**TO DO:** Nothing but the lines from the start of the records below through the line that has "normalizing an upstream record" should appear, each exactly as given.

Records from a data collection
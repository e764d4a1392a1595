//! Canonical product shape and upstream normalization.
//!
//! Catalog endpoints disagree on how a product looks. Every record goes
//! through [`normalize_product`] before anything renders it, whichever of
//! the three supported shapes it arrived in.

use serde::{Deserialize, Serialize};
use serde_json::{Map, Value};
use thiserror::Error;
use tracing::trace;

/// Rating used when upstream provides none.
pub const FALLBACK_RATE: f64 = 4.5;
/// Review count used when upstream provides none.
pub const FALLBACK_RATING_COUNT: u32 = 100;

/// Aggregate review score.
#[derive(Debug, Clone, Copy, PartialEq, Serialize, Deserialize)]
pub struct Rating {
    /// 0 to 5
    pub rate: f64,
    pub count: u32,
}

impl Default for Rating {
    fn default() -> Self {
        Self {
            rate: FALLBACK_RATE,
            count: FALLBACK_RATING_COUNT,
        }
    }
}

/// A product in canonical shape.
#[derive(Debug, Clone, PartialEq, Serialize, Deserialize)]
#[serde(rename_all = "camelCase")]
pub struct Product {
    pub id: u64,
    #[serde(default)]
    pub title: String,
    #[serde(default)]
    pub price: f64,
    #[serde(default)]
    pub description: String,
    #[serde(default)]
    pub category: String,
    /// Primary image URL
    #[serde(default)]
    pub image: String,
    #[serde(default, skip_serializing_if = "Option::is_none")]
    pub images: Option<Vec<String>>,
    #[serde(default, skip_serializing_if = "Option::is_none")]
    pub thumbnail: Option<String>,
    #[serde(default, skip_serializing_if = "Option::is_none")]
    pub brand: Option<String>,
    #[serde(default, skip_serializing_if = "Option::is_none")]
    pub stock: Option<u32>,
    /// 0 to 100
    #[serde(default, skip_serializing_if = "Option::is_none")]
    pub discount_percentage: Option<f64>,
    #[serde(default)]
    pub rating: Rating,
}

/// Errors that can occur while normalizing an upstream record
#[derive(Debug, Clone, PartialEq, Error)]
pub enum NormalizeError {
    /// The record is not a JSON object
    #[error("product record is not a JSON object")]
    NotAnObject,

    /// A required field is absent
    #[error("missing field `{0}`")]
    MissingField(&'static str),

    /// A field has the wrong type or breaks a range invariant
    #[error("invalid field `{field}`: {reason}")]
    InvalidField {
        field: &'static str,
        reason: String,
    },
}

impl NormalizeError {
    fn invalid(field: &'static str, reason: impl Into<String>) -> Self {
        Self::InvalidField {
            field,
            reason: reason.into(),
        }
    }
}

/// Which upstream shape a record was recognized as.
#[derive(Debug, Clone, Copy, PartialEq, Eq)]
pub enum RecordShape {
    /// Carries a thumbnail (DummyJSON)
    Thumbnail,
    /// Carries an image gallery but no thumbnail (Platzi)
    Gallery,
    /// Already canonical (FakeStore)
    Canonical,
}

/// Classify a record. Order matters: the first matching rule wins.
pub fn detect_shape(record: &Map<String, Value>) -> RecordShape {
    let has_thumbnail = record
        .get("thumbnail")
        .and_then(Value::as_str)
        .is_some_and(|s| !s.is_empty());

    if has_thumbnail {
        RecordShape::Thumbnail
    } else if record.get("images").is_some_and(Value::is_array) {
        RecordShape::Gallery
    } else {
        RecordShape::Canonical
    }
}

/// Map an upstream record into the canonical [`Product`] shape.
///
/// Pure: the same record always yields the same product, and normalizing
/// an already-normalized product returns it unchanged.
pub fn normalize_product(record: &Value) -> Result<Product, NormalizeError> {
    let obj = record.as_object().ok_or(NormalizeError::NotAnObject)?;
    let id = id_field(obj)?;
    let shape = detect_shape(obj);
    trace!(id, ?shape, "Normalizing product record");

    let product = match shape {
        RecordShape::Thumbnail => from_thumbnail_record(id, obj)?,
        RecordShape::Gallery => from_gallery_record(id, obj)?,
        RecordShape::Canonical => serde_json::from_value::<Product>(record.clone())
            .map_err(|e| NormalizeError::invalid("record", e.to_string()))?,
    };

    validate(product)
}

fn from_thumbnail_record(id: u64, obj: &Map<String, Value>) -> Result<Product, NormalizeError> {
    let images = string_list(obj, "images")?;
    let thumbnail = text(obj, "thumbnail");
    let stock = u32_field(obj, "stock")?;

    let image = if !thumbnail.is_empty() {
        thumbnail.clone()
    } else {
        images
            .as_ref()
            .and_then(|list| list.first().cloned())
            .unwrap_or_else(|| text(obj, "image"))
    };

    // DummyJSON reports the score as a bare number
    let rate = match obj.get("rating") {
        Some(Value::Object(rating)) => number(rating, "rating.rate", "rate")?,
        Some(_) => number(obj, "rating", "rating")?,
        None => None,
    }
    .filter(|r| *r != 0.0)
    .unwrap_or(FALLBACK_RATE);

    let count = stock.filter(|s| *s != 0).unwrap_or(FALLBACK_RATING_COUNT);

    Ok(Product {
        id,
        title: text(obj, "title"),
        price: number(obj, "price", "price")?.unwrap_or(0.0),
        description: text(obj, "description"),
        category: text(obj, "category"),
        image,
        images,
        thumbnail: Some(thumbnail),
        brand: optional_text(obj, "brand"),
        stock,
        discount_percentage: number(obj, "discountPercentage", "discountPercentage")?,
        rating: Rating { rate, count },
    })
}

fn from_gallery_record(id: u64, obj: &Map<String, Value>) -> Result<Product, NormalizeError> {
    let images = string_list(obj, "images")?.unwrap_or_default();

    let category = match obj.get("category") {
        Some(Value::Object(category)) => text(category, "name"),
        Some(Value::String(name)) => name.clone(),
        _ => String::new(),
    };

    let image = images.first().cloned().unwrap_or_else(|| text(obj, "image"));

    Ok(Product {
        id,
        title: text(obj, "title"),
        price: number(obj, "price", "price")?.unwrap_or(0.0),
        description: text(obj, "description"),
        category,
        image,
        images: Some(images),
        thumbnail: None,
        brand: None,
        stock: None,
        discount_percentage: None,
        rating: Rating::default(),
    })
}

/// Check the range invariants every rendered product must hold.
pub(crate) fn validate(product: Product) -> Result<Product, NormalizeError> {
    if !product.price.is_finite() || product.price < 0.0 {
        return Err(NormalizeError::invalid("price", format!("{} is negative", product.price)));
    }
    if !(0.0..=5.0).contains(&product.rating.rate) {
        return Err(NormalizeError::invalid(
            "rating.rate",
            format!("{} is outside 0..=5", product.rating.rate),
        ));
    }
    if let Some(discount) = product.discount_percentage
        && !(0.0..=100.0).contains(&discount)
    {
        return Err(NormalizeError::invalid(
            "discountPercentage",
            format!("{discount} is outside 0..=100"),
        ));
    }
    Ok(product)
}

fn id_field(obj: &Map<String, Value>) -> Result<u64, NormalizeError> {
    match obj.get("id") {
        None | Some(Value::Null) => Err(NormalizeError::MissingField("id")),
        Some(value) => value
            .as_u64()
            .ok_or_else(|| NormalizeError::invalid("id", format!("{value} is not a non-negative integer"))),
    }
}

fn text(obj: &Map<String, Value>, key: &str) -> String {
    obj.get(key)
        .and_then(Value::as_str)
        .unwrap_or_default()
        .to_string()
}

fn optional_text(obj: &Map<String, Value>, key: &str) -> Option<String> {
    obj.get(key).and_then(Value::as_str).map(str::to_string)
}

fn number(
    obj: &Map<String, Value>,
    field: &'static str,
    key: &str,
) -> Result<Option<f64>, NormalizeError> {
    match obj.get(key) {
        None | Some(Value::Null) => Ok(None),
        Some(value) => value
            .as_f64()
            .map(Some)
            .ok_or_else(|| NormalizeError::invalid(field, format!("{value} is not a number"))),
    }
}

fn u32_field(obj: &Map<String, Value>, key: &'static str) -> Result<Option<u32>, NormalizeError> {
    match obj.get(key) {
        None | Some(Value::Null) => Ok(None),
        Some(value) => value
            .as_u64()
            .and_then(|n| u32::try_from(n).ok())
            .map(Some)
            .ok_or_else(|| NormalizeError::invalid(key, format!("{value} is not a count"))),
    }
}

fn string_list(
    obj: &Map<String, Value>,
    key: &'static str,
) -> Result<Option<Vec<String>>, NormalizeError> {
    match obj.get(key) {
        None | Some(Value::Null) => Ok(None),
        Some(Value::Array(items)) => Ok(Some(
            items
                .iter()
                .filter_map(Value::as_str)
                .map(str::to_string)
                .collect(),
        )),
        Some(other) => Err(NormalizeError::invalid(key, format!("{other} is not a list"))),
    }
}

#[cfg(test)]
mod tests {
    use super::*;
    use serde_json::json;

    fn fakestore_record() -> Value {
        json!({
            "id": 3,
            "title": "Mens Cotton Jacket",
            "price": 55.99,
            "description": "great outerwear jackets",
            "category": "men's clothing",
            "image": "https://fakestoreapi.com/img/jacket.jpg",
            "rating": { "rate": 4.7, "count": 500 }
        })
    }

    #[test]
    fn test_thumbnail_record() {
        let record = json!({ "id": 1, "title": "X", "price": 10, "thumbnail": "a.jpg", "stock": 5 });
        let product = normalize_product(&record).unwrap();

        assert_eq!(product.id, 1);
        assert_eq!(product.title, "X");
        assert_eq!(product.price, 10.0);
        assert_eq!(product.image, "a.jpg");
        assert_eq!(product.rating, Rating { rate: 4.5, count: 5 });
        assert_eq!(product.stock, Some(5));
    }

    #[test]
    fn test_thumbnail_record_keeps_dummyjson_fields() {
        let record = json!({
            "id": 7,
            "title": "Lipstick",
            "price": 12.5,
            "description": "red",
            "category": "beauty",
            "thumbnail": "t.jpg",
            "images": ["1.jpg", "2.jpg"],
            "brand": "Glamour",
            "stock": 0,
            "rating": 3.2,
            "discountPercentage": 15.5
        });
        let product = normalize_product(&record).unwrap();

        assert_eq!(product.image, "t.jpg");
        assert_eq!(product.images.as_deref(), Some(&["1.jpg".to_string(), "2.jpg".to_string()][..]));
        assert_eq!(product.brand.as_deref(), Some("Glamour"));
        assert_eq!(product.discount_percentage, Some(15.5));
        // zero stock falls back like an absent one
        assert_eq!(product.rating, Rating { rate: 3.2, count: 100 });
    }

    #[test]
    fn test_gallery_record() {
        let record = json!({ "id": 2, "images": ["b.jpg"], "category": { "name": "shoes" } });
        let product = normalize_product(&record).unwrap();

        assert_eq!(product.image, "b.jpg");
        assert_eq!(product.category, "shoes");
        assert_eq!(product.rating, Rating { rate: 4.5, count: 100 });
        assert_eq!(product.thumbnail, None);
    }

    #[test]
    fn test_gallery_record_with_empty_images_uses_image_field() {
        let record = json!({ "id": 4, "images": [], "image": "c.jpg", "category": "toys" });
        let product = normalize_product(&record).unwrap();
        assert_eq!(product.image, "c.jpg");
        assert_eq!(product.category, "toys");
    }

    #[test]
    fn test_canonical_record_passes_through() {
        let record = fakestore_record();
        let product = normalize_product(&record).unwrap();
        assert_eq!(product.rating, Rating { rate: 4.7, count: 500 });
        assert_eq!(serde_json::to_value(&product).unwrap(), record);
    }

    #[test]
    fn test_normalization_is_idempotent() {
        let records = [
            fakestore_record(),
            json!({ "id": 1, "title": "X", "price": 10, "thumbnail": "a.jpg", "stock": 5, "rating": 0 }),
            json!({ "id": 2, "images": ["b.jpg"], "category": { "name": "shoes" }, "price": 3 }),
        ];

        for record in records {
            let once = normalize_product(&record).unwrap();
            let again = normalize_product(&serde_json::to_value(&once).unwrap()).unwrap();
            assert_eq!(once, again);
        }
    }

    #[test]
    fn test_shape_detection_order() {
        let both = json!({ "thumbnail": "a.jpg", "images": ["b.jpg"] });
        assert_eq!(detect_shape(both.as_object().unwrap()), RecordShape::Thumbnail);

        let empty_thumb = json!({ "thumbnail": "", "images": ["b.jpg"] });
        assert_eq!(detect_shape(empty_thumb.as_object().unwrap()), RecordShape::Gallery);

        let neither = json!({ "image": "c.jpg" });
        assert_eq!(detect_shape(neither.as_object().unwrap()), RecordShape::Canonical);
    }

    #[test]
    fn test_rejects_invalid_records() {
        assert_eq!(normalize_product(&json!([1, 2])), Err(NormalizeError::NotAnObject));
        assert_eq!(
            normalize_product(&json!({ "title": "no id" })),
            Err(NormalizeError::MissingField("id"))
        );
        assert!(matches!(
            normalize_product(&json!({ "id": -1 })),
            Err(NormalizeError::InvalidField { field: "id", .. })
        ));
        assert!(matches!(
            normalize_product(&json!({ "id": 1, "price": -2.0, "thumbnail": "a.jpg" })),
            Err(NormalizeError::InvalidField { field: "price", .. })
        ));
        assert!(matches!(
            normalize_product(&json!({ "id": 1, "rating": { "rate": 7.0, "count": 1 } })),
            Err(NormalizeError::InvalidField { field: "rating.rate", .. })
        ));
        assert!(matches!(
            normalize_product(&json!({ "id": 1, "thumbnail": "a.jpg", "discountPercentage": 120 })),
            Err(NormalizeError::InvalidField { field: "discountPercentage", .. })
        ));
    }
}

**ANSWER TO THE PROBLEM:**
repository e764d4a1392a1595
//! Canonical product shape and upstream normalization.
//!
//! Catalog endpoints disagree on how a product looks. Every record goes
//! through [`normalize_product`] before anything renders it, whichever of
//! the three supported shapes it arrived in.

use serde::{Deserialize, Serialize};
use serde_json::{Map, Value};
use thiserror::Error;
use tracing::trace;

/// Rating used when upstream provides none.
pub const FALLBACK_RATE: f64 = 4.5;
/// Review count used when upstream provides none.
pub const FALLBACK_RATING_COUNT: u32 = 100;

/// Aggregate review score.
#[derive(Debug, Clone, Copy, PartialEq, Serialize, Deserialize)]
pub struct Rating {
    /// 0 to 5
    pub rate: f64,
    pub count: u32,
}

impl Default for Rating {
    fn default() -> Self {
        Self {
            rate: FALLBACK_RATE,
            count: FALLBACK_RATING_COUNT,
        }
    }
}

/// A product in canonical shape.
#[derive(Debug, Clone, PartialEq, Serialize, Deserialize)]
#[serde(rename_all = "camelCase")]
pub struct Product {
    pub id: u64,
    #[serde(default)]
    pub title: String,
    #[serde(default)]
    pub price: f64,
    #[serde(default)]
    pub description: String,
    #[serde(default)]
    pub category: String,
    /// Primary image URL
    #[serde(default)]
    pub image: String,
    #[serde(default, skip_serializing_if = "Option::is_none")]
    pub images: Option<Vec<String>>,
    #[serde(default, skip_serializing_if = "Option::is_none")]
    pub thumbnail: Option<String>,
    #[serde(default, skip_serializing_if = "Option::is_none")]
    pub brand: Option<String>,
    #[serde(default, skip_serializing_if = "Option::is_none")]
    pub stock: Option<u32>,
    /// 0 to 100
    #[serde(default, skip_serializing_if = "Option::is_none")]
    pub discount_percentage: Option<f64>,
    #[serde(default)]
    pub rating: Rating,
}

/// Errors that can occur while normalizing an upstream record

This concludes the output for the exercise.